> **Records provided**:
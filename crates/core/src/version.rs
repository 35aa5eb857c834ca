//! Optimistic concurrency expectations for versioned records.

use crate::error::{LedgerError, LedgerResult};

/// Optimistic concurrency expectation for a stored record.
///
/// Versions are assigned by the repository: a record that has never been
/// written is at version 0, and every committed write bumps it by one.
#[derive(Debug, Copy, Clone, PartialEq, Eq)]
pub enum ExpectedVersion {
    /// Skip version checking.
    Any,
    /// Require the record to be at an exact version (0 = must not exist yet).
    Exact(u64),
}

impl ExpectedVersion {
    pub fn matches(self, actual: u64) -> bool {
        match self {
            ExpectedVersion::Any => true,
            ExpectedVersion::Exact(v) => v == actual,
        }
    }

    pub fn check(self, actual: u64) -> LedgerResult<()> {
        if self.matches(actual) {
            Ok(())
        } else {
            Err(LedgerError::concurrent(format!(
                "optimistic concurrency check failed (expected: {self:?}, actual: {actual})"
            )))
        }
    }
}
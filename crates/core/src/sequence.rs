//! Document-number sequences (movement numbers, lot numbers).
//!
//! Allocation contract:
//! - numbers are **monotonic** per prefix within one `SequenceService`
//! - numbers are **gap-tolerant**: a number handed out to an operation that
//!   later fails is never reused
//! - the service is explicitly constructed and shared (`Arc`), never global

use std::collections::HashMap;
use std::sync::Mutex;

#[derive(Debug, Default)]
pub struct SequenceService {
    counters: Mutex<HashMap<String, u64>>,
}

impl SequenceService {
    pub fn new() -> Self {
        Self::default()
    }

    /// Resume numbering after restart: the next number for `prefix` will be
    /// `last + 1`. Never moves a counter backwards.
    pub fn resume_from(&self, prefix: impl Into<String>, last: u64) {
        let mut counters = self.counters.lock().unwrap_or_else(|p| p.into_inner());
        let entry = counters.entry(prefix.into()).or_insert(0);
        *entry = (*entry).max(last);
    }

    /// Allocate the next number for `prefix` (starting at 1).
    pub fn next(&self, prefix: &str) -> u64 {
        let mut counters = self.counters.lock().unwrap_or_else(|p| p.into_inner());
        let entry = counters.entry(prefix.to_string()).or_insert(0);
        *entry += 1;
        *entry
    }

    /// Allocate and format as `PREFIX-000042` (`width` zero-padded digits).
    pub fn next_formatted(&self, prefix: &str, width: usize) -> String {
        let n = self.next(prefix);
        format!("{prefix}-{n:0width$}")
    }
}
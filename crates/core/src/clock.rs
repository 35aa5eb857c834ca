//! Time sources.
//!
//! Every expiry rule takes "now" from a [`Clock`] so tests can pin time.

use std::sync::Mutex;

use chrono::{DateTime, Duration, Utc};

/// Source of wall-clock time.
pub trait Clock: Send + Sync + core::fmt::Debug {
    fn now(&self) -> DateTime<Utc>;
}

/// Production clock.
#[derive(Debug, Clone, Copy, Default)]
pub struct SystemClock;

impl Clock for SystemClock {
    fn now(&self) -> DateTime<Utc> {
        Utc::now()
    }
}

/// Clock that only moves when told to. Intended for tests.
#[derive(Debug)]
pub struct ManualClock {
    now: Mutex<DateTime<Utc>>,
}

impl ManualClock {
    pub fn new(start: DateTime<Utc>) -> Self {
        Self {
            now: Mutex::new(start),
        }
    }

    pub fn set(&self, at: DateTime<Utc>) {
        let mut now = self.now.lock().unwrap_or_else(|p| p.into_inner());
        *now = at;
    }

    pub fn advance(&self, by: Duration) {
        let mut now = self.now.lock().unwrap_or_else(|p| p.into_inner());
        *now += by;
    }
}

impl Clock for ManualClock {
    fn now(&self) -> DateTime<Utc> {
        *self.now.lock().unwrap_or_else(|p| p.into_inner())
    }
}

#[cfg(test)]
mod tests {
    use super::*;

    #[test]
    fn manual_clock_moves_only_on_request() {
        let start = Utc::now();
        let clock = ManualClock::new(start);
        assert_eq!(clock.now(), start);

        clock.advance(Duration::days(3));
        assert_eq!(clock.now(), start + Duration::days(3));

        clock.set(start);
        assert_eq!(clock.now(), start);
    }
}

> **Brief**: What is the number of lines in the data that hold the word "counters"? Reply with that number and nothing else.

> **Expected answer**: 5